Guzzle supports Computing environments on the AWS Cloud. In Guzzle AWS cloud setup, we can use Databricks to execute our workloads. This article helps in using AWS Databricks as a computing environment in Guzzle.
|Cluster type||There are 2 types of Databricks clusters available in Guzzle:|
Data Engineering : Data engineering cluster is recommended for automated workloads. It is recommended to use it for your BAU data loads.
Data Analytics : Data analytics cluster is recommended for interactive queries along with concurrent user support. This cluster type is configurable in Guzzle, and it can also execute the workloads, but it is not recommended to use it for your BAU data loads. Data Analytics cluster is costlier than Data Engineering cluster for per DBU usage and meant for interactive queries through Databricks notebook in a shared environment where multiple people have to collaborate as a team.
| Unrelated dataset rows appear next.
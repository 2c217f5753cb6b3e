//! Catalog engine: atomic operations over a [`CatalogStore`].
//!
//! `Catalog` is the application-level orchestration for the taxonomy. It
//! composes the pure rules from `taxonomy-hierarchy` and `taxonomy-products`
//! with the storage seam, running every public operation as one unit of work:
//!
//! ```text
//! begin
//!   ↓
//! validate submission (pure)
//!   ↓
//! reads + writes through the transaction handle
//!   ↓
//! commit          (on Ok)
//! rollback        (on Err; a rollback failure is logged, the original error returned)
//! ```
//!
//! ## Destructive updates
//!
//! `update_class` and `update_product` **replace** what they target. Updating
//! a class deletes it (with its descendants, their params and their products)
//! and recreates exactly the submitted subtree under the same parent. Updating
//! a product deletes it and recreates it from the submission. Neither merges
//! with stored state, and both return the id of the recreated row.
//!
//! The engine takes no locks of its own; concurrent callers touching the same
//! rows get whatever isolation the store provides.

mod classes;
mod products;
mod registry;

use tracing::error;

use taxonomy_core::{
    CatalogError, CatalogResult, Class, ClassId, ClassParam, ClassParamRow, OrganizationalUnit,
    Param, ParamRow, UnitId,
};
use taxonomy_hierarchy::{AncestorWalk, attribute_closure};

use crate::store::{CatalogStore, CatalogTx};

/// Taxonomy engine over an injected store.
#[derive(Debug, Clone)]
pub struct Catalog<S> {
    store: S,
}

impl<S> Catalog<S> {
    pub fn new(store: S) -> Self {
        Self { store }
    }
}

impl<S: CatalogStore> Catalog<S> {
    async fn begin(&self) -> CatalogResult<S::Tx> {
        Ok(self.store.begin().await?)
    }
}

/// Commit on success, roll back on failure.
async fn finish<T, R>(tx: T, operation: &'static str, result: CatalogResult<R>) -> CatalogResult<R>
where
    T: CatalogTx,
{
    match result {
        Ok(value) => {
            tx.commit().await?;
            Ok(value)
        }
        Err(err) => {
            if let Err(rollback_err) = tx.rollback().await {
                error!(
                    operation,
                    error = %rollback_err,
                    original = %err,
                    "rollback failed"
                );
            }
            Err(err)
        }
    }
}

async fn load_unit<T: CatalogTx>(tx: &mut T, id: UnitId) -> CatalogResult<OrganizationalUnit> {
    tx.get_unit(id)
        .await?
        .ok_or_else(|| CatalogError::not_found(format!("organizational unit {} not found", id)))
}

/// Join a param row with its value type and (optional) owning unit.
async fn hydrate_param<T: CatalogTx>(tx: &mut T, row: ParamRow) -> CatalogResult<Param> {
    let value_type = tx.get_value_type(row.value_type_id).await?.ok_or_else(|| {
        CatalogError::internal(format!(
            "param '{}' references missing value type {}",
            row.name, row.value_type_id
        ))
    })?;
    let owner_unit = match row.unit_id {
        Some(unit) => tx.get_unit(unit).await?,
        None => None,
    };
    Ok(Param {
        id: row.id,
        name: row.name,
        value_type,
        owner_unit,
    })
}

async fn hydrate_class_param<T: CatalogTx>(
    tx: &mut T,
    row: ClassParamRow,
) -> CatalogResult<ClassParam> {
    let param = tx.get_param(row.param_id).await?.ok_or_else(|| {
        CatalogError::internal(format!(
            "class param {} references missing param {}",
            row.id, row.param_id
        ))
    })?;
    Ok(ClassParam {
        id: row.id,
        class_id: row.class_id,
        param: hydrate_param(tx, param).await?,
    })
}

async fn class_params_of<T: CatalogTx>(
    tx: &mut T,
    classes: &[ClassId],
) -> CatalogResult<Vec<ClassParam>> {
    let rows = tx.class_params_of(classes).await?;
    let mut out = Vec::with_capacity(rows.len());
    for row in rows {
        out.push(hydrate_class_param(tx, row).await?);
    }
    Ok(out)
}

/// Classes from the root down to `id`.
async fn ancestor_chain<T: CatalogTx>(tx: &mut T, id: ClassId) -> CatalogResult<Vec<ClassId>> {
    let mut walk = AncestorWalk::start(id);
    let mut parent = tx
        .get_class(id)
        .await?
        .ok_or_else(|| CatalogError::not_found(format!("class {} not found", id)))?
        .parent;

    while let Some(next) = parent {
        walk.climb(next)?;
        parent = tx
            .get_class(next)
            .await?
            .ok_or_else(|| {
                CatalogError::internal(format!(
                    "class {} references missing parent {}",
                    walk.current(),
                    next
                ))
            })?
            .parent;
    }
    Ok(walk.root_first())
}

/// Own params of `id` plus every ancestor's, ancestor-first.
async fn resolve_attributes<T: CatalogTx>(
    tx: &mut T,
    id: ClassId,
) -> CatalogResult<Vec<ClassParam>> {
    let chain = ancestor_chain(tx, id).await?;
    let declared = class_params_of(tx, &chain).await?;
    Ok(attribute_closure(&chain, declared))
}

async fn load_class<T: CatalogTx>(
    tx: &mut T,
    id: ClassId,
    include_inherited: bool,
) -> CatalogResult<Class> {
    let row = tx
        .get_class(id)
        .await?
        .ok_or_else(|| CatalogError::not_found(format!("class {} not found", id)))?;
    let unit = load_unit(tx, row.unit_id).await?;
    let params = if include_inherited {
        resolve_attributes(tx, id).await?
    } else {
        class_params_of(tx, &[id]).await?
    };
    Ok(Class {
        id: row.id,
        name: row.name,
        parent: row.parent,
        unit,
        params,
    })
}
|API URL||Specify AWS Databricks environment URL.||None||True|
|API token||Specify Databricks access token for authentication and to communicate with AWS databricks environment. User can generate token from databricks workspace using User Settings -> Access Tokens -> Generate new token option. |
To specify the token following options are available:
1. Manual: Provide api token directly.
2. Secret Manager: Use it through AWS Secret manager feature. Give value of the secret name where api token is stored in AWS secret manager instance.
|Cluster id (applicable for data analytics cluster)||Specify analytics cluster name which is precreated in Databricks environment. |
Guzzle will show available clusters once a valid API token and URL are configured.
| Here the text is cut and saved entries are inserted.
#[async_trait::async_trait]
impl CatalogTx for PostgresTx {
    async fn commit(self) -> StoreResult<()> {
        self.tx
            .commit()
            .await
            .map_err(|e| map_sqlx_error("commit_transaction", e))
    }

    async fn rollback(self) -> StoreResult<()> {
        self.tx
            .rollback()
            .await
            .map_err(|e| map_sqlx_error("rollback_transaction", e))
    }

    async fn find_unit_by_name(&mut self, name: &str) -> StoreResult<Option<OrganizationalUnit>> {
        let row = sqlx::query("SELECT id, name, short_name FROM org_units WHERE name = $1")
            .bind(name)
            .fetch_optional(&mut *self.tx)
            .await
            .map_err(|e| map_sqlx_error("find_unit_by_name", e))?;
        decode_one("find_unit_by_name", row, unit_from_row)
    }

    async fn get_unit(&mut self, id: UnitId) -> StoreResult<Option<OrganizationalUnit>> {
        let row = sqlx::query("SELECT id, name, short_name FROM org_units WHERE id = $1")
            .bind(id.get())
            .fetch_optional(&mut *self.tx)
            .await
            .map_err(|e| map_sqlx_error("get_unit", e))?;
        decode_one("get_unit", row, unit_from_row)
    }

    async fn insert_unit(&mut self, name: &str, short_name: &str) -> StoreResult<UnitId> {
        let id: i64 = sqlx::query_scalar(
            "INSERT INTO org_units (name, short_name) VALUES ($1, $2) RETURNING id",
        )
        .bind(name)
        .bind(short_name)
        .fetch_one(&mut *self.tx)
        .await
        .map_err(|e| map_sqlx_error("insert_unit", e))?;
        Ok(UnitId::new(id))
    }

    async fn list_units(&mut self, name: Option<&str>) -> StoreResult<Vec<OrganizationalUnit>> {
        let rows = sqlx::query(
            r#"
            SELECT id, name, short_name
            FROM org_units
            WHERE ($1::text IS NULL OR name = $1)
            ORDER BY id
            "#,
        )
        .bind(name)
        .fetch_all(&mut *self.tx)
        .await
        .map_err(|e| map_sqlx_error("list_units", e))?;
        decode_all("list_units", rows, unit_from_row)
    }

    async fn delete_unit(&mut self, id: UnitId) -> StoreResult<bool> {
        let result = sqlx::query("DELETE FROM org_units WHERE id = $1")
            .bind(id.get())
            .execute(&mut *self.tx)
            .await
            .map_err(|e| map_sqlx_error("delete_unit", e))?;
        Ok(result.rows_affected() > 0)
    }

    async fn find_value_type_by_name(&mut self, name: &str) -> StoreResult<Option<ValueType>> {
        let row = sqlx::query("SELECT id, name FROM value_types WHERE name = $1")
            .bind(name)
            .fetch_optional(&mut *self.tx)
            .await
            .map_err(|e| map_sqlx_error("find_value_type_by_name", e))?;
        decode_one("find_value_type_by_name", row, value_type_from_row)
    }

    async fn get_value_type(&mut self, id: ValueTypeId) -> StoreResult<Option<ValueType>> {
        let row = sqlx::query("SELECT id, name FROM value_types WHERE id = $1")
            .bind(id.get())
            .fetch_optional(&mut *self.tx)
            .await
            .map_err(|e| map_sqlx_error("get_value_type", e))?;
        decode_one("get_value_type", row, value_type_from_row)
    }

    async fn insert_value_type(&mut self, name: &str) -> StoreResult<ValueTypeId> {
        let id: i64 = sqlx::query_scalar("INSERT INTO value_types (name) VALUES ($1) RETURNING id")
            .bind(name)
            .fetch_one(&mut *self.tx)
            .await
            .map_err(|e| map_sqlx_error("insert_value_type", e))?;
        Ok(ValueTypeId::new(id))
    }

    async fn list_value_types(&mut self, name: Option<&str>) -> StoreResult<Vec<ValueType>> {
        let rows = sqlx::query(
            r#"
            SELECT id, name
            FROM value_types
            WHERE ($1::text IS NULL OR name = $1)
            ORDER BY id
            "#,
        )
        .bind(name)
        .fetch_all(&mut *self.tx)
        .await
        .map_err(|e| map_sqlx_error("list_value_types", e))?;
        decode_all("list_value_types", rows, value_type_from_row)
    }

    async fn delete_value_type(&mut self, id: ValueTypeId) -> StoreResult<bool> {
        let result = sqlx::query("DELETE FROM value_types WHERE id = $1")
            .bind(id.get())
            .execute(&mut *self.tx)
            .await
            .map_err(|e| map_sqlx_error("delete_value_type", e))?;
        Ok(result.rows_affected() > 0)
    }

    async fn find_param_by_name(&mut self, name: &str) -> StoreResult<Option<ParamRow>> {
        let row = sqlx::query("SELECT id, name, value_type_id, unit_id FROM params WHERE name = $1")
            .bind(name)
            .fetch_optional(&mut *self.tx)
            .await
            .map_err(|e| map_sqlx_error("find_param_by_name", e))?;
        decode_one("find_param_by_name", row, param_from_row)
    }

    async fn get_param(&mut self, id: ParamId) -> StoreResult<Option<ParamRow>> {
        let row = sqlx::query("SELECT id, name, value_type_id, unit_id FROM params WHERE id = $1")
            .bind(id.get())
            .fetch_optional(&mut *self.tx)
            .await
            .map_err(|e| map_sqlx_error("get_param", e))?;
        decode_one("get_param", row, param_from_row)
    }

    async fn insert_param(
        &mut self,
        name: &str,
        value_type: ValueTypeId,
        unit: UnitId,
    ) -> StoreResult<ParamId> {
        let id: i64 = sqlx::query_scalar(
            "INSERT INTO params (name, value_type_id, unit_id) VALUES ($1, $2, $3) RETURNING id",
        )
        .bind(name)
        .bind(value_type.get())
        .bind(unit.get())
        .fetch_one(&mut *self.tx)
        .await
        .map_err(|e| map_sqlx_error("insert_param", e))?;
        Ok(ParamId::new(id))
    }

    async fn list_params(&mut self, name: Option<&str>) -> StoreResult<Vec<ParamRow>> {
        let rows = sqlx::query(
            r#"
            SELECT id, name, value_type_id, unit_id
            FROM params
            WHERE ($1::text IS NULL OR name = $1)
            ORDER BY id
            "#,
        )
        .bind(name)
        .fetch_all(&mut *self.tx)
        .await
        .map_err(|e| map_sqlx_error("list_params", e))?;
        decode_all("list_params", rows, param_from_row)
    }

    async fn insert_class(
        &mut self,
        name: &str,
        parent: Option<ClassId>,
        unit: UnitId,
    ) -> StoreResult<ClassId> {
        let id: i64 = sqlx::query_scalar(
            "INSERT INTO classes (name, parent_id, unit_id) VALUES ($1, $2, $3) RETURNING id",
        )
        .bind(name)
        .bind(parent.map(ClassId::get))
        .bind(unit.get())
        .fetch_one(&mut *self.tx)
        .await
        .map_err(|e| map_sqlx_error("insert_class", e))?;
        Ok(ClassId::new(id))
    }

    async fn get_class(&mut self, id: ClassId) -> StoreResult<Option<ClassRow>> {
        let row = sqlx::query(&format!("SELECT {CLASS_COLUMNS} FROM classes WHERE id = $1"))
            .bind(id.get())
            .fetch_optional(&mut *self.tx)
            .await
            .map_err(|e| map_sqlx_error("get_class", e))?;
        decode_one("get_class", row, class_from_row)
    }

    async fn find_class_by_name(&mut self, name: &str) -> StoreResult<Option<ClassRow>> {
        let row = sqlx::query(&format!("SELECT {CLASS_COLUMNS} FROM classes WHERE name = $1"))
            .bind(name)
            .fetch_optional(&mut *self.tx)
            .await
            .map_err(|e| map_sqlx_error("find_class_by_name", e))?;
        decode_one("find_class_by_name", row, class_from_row)
    }

    async fn list_classes(&mut self) -> StoreResult<Vec<ClassRow>> {
        let rows = sqlx::query(&format!("SELECT {CLASS_COLUMNS} FROM classes ORDER BY id"))
            .fetch_all(&mut *self.tx)
            .await
            .map_err(|e| map_sqlx_error("list_classes", e))?;
        decode_all("list_classes", rows, class_from_row)
    }

    async fn children_of(&mut self, id: ClassId) -> StoreResult<Vec<ClassRow>> {
        let rows = sqlx::query(&format!(
            "SELECT {CLASS_COLUMNS} FROM classes WHERE parent_id = $1 ORDER BY id"
        ))
        .bind(id.get())
        .fetch_all(&mut *self.tx)
        .await
        .map_err(|e| map_sqlx_error("children_of", e))?;
        decode_all("children_of", rows, class_from_row)
    }

    async fn delete_class(&mut self, id: ClassId) -> StoreResult<bool> {
        let result = sqlx::query("DELETE FROM classes WHERE id = $1")
            .bind(id.get())
            .execute(&mut *self.tx)
            .await
            .map_err(|e| map_sqlx_error("delete_class", e))?;
        Ok(result.rows_affected() > 0)
    }

    async fn insert_class_param(
        &mut self,
        class: ClassId,
        param: ParamId,
    ) -> StoreResult<ClassParamId> {
        let id: i64 = sqlx::query_scalar(
            "INSERT INTO class_params (class_id, param_id) VALUES ($1, $2) RETURNING id",
        )
        .bind(class.get())
        .bind(param.get())
        .fetch_one(&mut *self.tx)
        .await
        .map_err(|e| map_sqlx_error("insert_class_param", e))?;
        Ok(ClassParamId::new(id))
    }

    async fn class_params_of(&mut self, classes: &[ClassId]) -> StoreResult<Vec<ClassParamRow>> {
        let ids: Vec<i64> = classes.iter().map(|c| c.get()).collect();
        let rows = sqlx::query(
            r#"
            SELECT id, class_id, param_id
            FROM class_params
            WHERE class_id = ANY($1)
            ORDER BY id
            "#,
        )
        .bind(ids)
        .fetch_all(&mut *self.tx)
        .await
        .map_err(|e| map_sqlx_error("class_params_of", e))?;
        decode_all("class_params_of", rows, class_param_from_row)
    }

    async fn get_class_param(&mut self, id: ClassParamId) -> StoreResult<Option<ClassParamRow>> {
        let row = sqlx::query("SELECT id, class_id, param_id FROM class_params WHERE id = $1")
            .bind(id.get())
            .fetch_optional(&mut *self.tx)
            .await
            .map_err(|e| map_sqlx_error("get_class_param", e))?;
        decode_one("get_class_param", row, class_param_from_row)
    }

    async fn insert_product(&mut self, name: &str, class: ClassId) -> StoreResult<ProductId> {
        let id: i64 = sqlx::query_scalar(
            "INSERT INTO products (name, class_id) VALUES ($1, $2) RETURNING id",
        )
        .bind(name)
        .bind(class.get())
        .fetch_one(&mut *self.tx)
        .await
        .map_err(|e| map_sqlx_error("insert_product", e))?;
        Ok(ProductId::new(id))
    }

    async fn get_product(&mut self, id: ProductId) -> StoreResult<Option<ProductRow>> {
        let row = sqlx::query("SELECT id, name, class_id FROM products WHERE id = $1")
            .bind(id.get())
            .fetch_optional(&mut *self.tx)
            .await
            .map_err(|e| map_sqlx_error("get_product", e))?;
        decode_one("get_product", row, product_from_row)
    }

    async fn find_product_by_name(&mut self, name: &str) -> StoreResult<Option<ProductRow>> {
        let row = sqlx::query("SELECT id, name, class_id FROM products WHERE name = $1")
            .bind(name)
            .fetch_optional(&mut *self.tx)
            .await
            .map_err(|e| map_sqlx_error("find_product_by_name", e))?;
        decode_one("find_product_by_name", row, product_from_row)
    }

    async fn products_of_class(&mut self, class: ClassId) -> StoreResult<Vec<ProductId>> {
        let ids: Vec<i64> =
            sqlx::query_scalar("SELECT id FROM products WHERE class_id = $1 ORDER BY id")
                .bind(class.get())
                .fetch_all(&mut *self.tx)
                .await
                .map_err(|e| map_sqlx_error("products_of_class", e))?;
        Ok(ids.into_iter().map(ProductId::new).collect())
    }

    async fn delete_product(&mut self, id: ProductId) -> StoreResult<bool> {
        let result = sqlx::query("DELETE FROM products WHERE id = $1")
            .bind(id.get())
            .execute(&mut *self.tx)
            .await
            .map_err(|e| map_sqlx_error("delete_product", e))?;
        Ok(result.rows_affected() > 0)
    }

    async fn insert_product_value(
        &mut self,
        product: ProductId,
        class_param: ClassParamId,
        value: &str,
    ) -> StoreResult<()> {
        sqlx::query(
            r#"
            INSERT INTO product_param_values (product_id, class_param_id, value)
            VALUES ($1, $2, $3)
            "#,
        )
        .bind(product.get())
        .bind(class_param.get())
        .bind(value)
        .execute(&mut *self.tx)
        .await
        .map_err(|e| map_sqlx_error("insert_product_value", e))?;
        Ok(())
    }

    async fn product_values_of(&mut self, product: ProductId) -> StoreResult<Vec<ProductValueRow>> {
        let rows = sqlx::query(
            r#"
            SELECT product_id, class_param_id, value
            FROM product_param_values
            WHERE product_id = $1
            ORDER BY class_param_id
            "#,
        )
        .bind(product.get())
        .fetch_all(&mut *self.tx)
        .await
        .map_err(|e| map_sqlx_error("product_values_of", e))?;

        rows.iter()
            .map(|row| -> Result<ProductValueRow, sqlx::Error> {
                Ok(ProductValueRow {
                    product_id: ProductId::new(row.try_get("product_id")?),
                    class_param_id: ClassParamId::new(row.try_get("class_param_id")?),
                    value: row.try_get("value")?,
                })
            })
            .collect::<Result<Vec<_>, _>>()
            .map_err(|e| decode("product_values_of", e))
    }
}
UI will show cluster name, but it stores cluster ID in the underlying YML file
|Configure retry when job submit fails||Enable job resubmittion when Guzzle is not able to successfully submit the job (possibly due to issues like unavailability of cloud resources or error in control plane). by default, Guzzle not perform any retry when job submittion failed. |
Max retry: Provide the number of maximum retry
Min retry interval: Provide the interval time between retry in milliseconds
|Spark version (applicable for data engineering cluster)||Select the spark version that will run on cluster.|
This drop-down is populated once a valid API token and URL are provided.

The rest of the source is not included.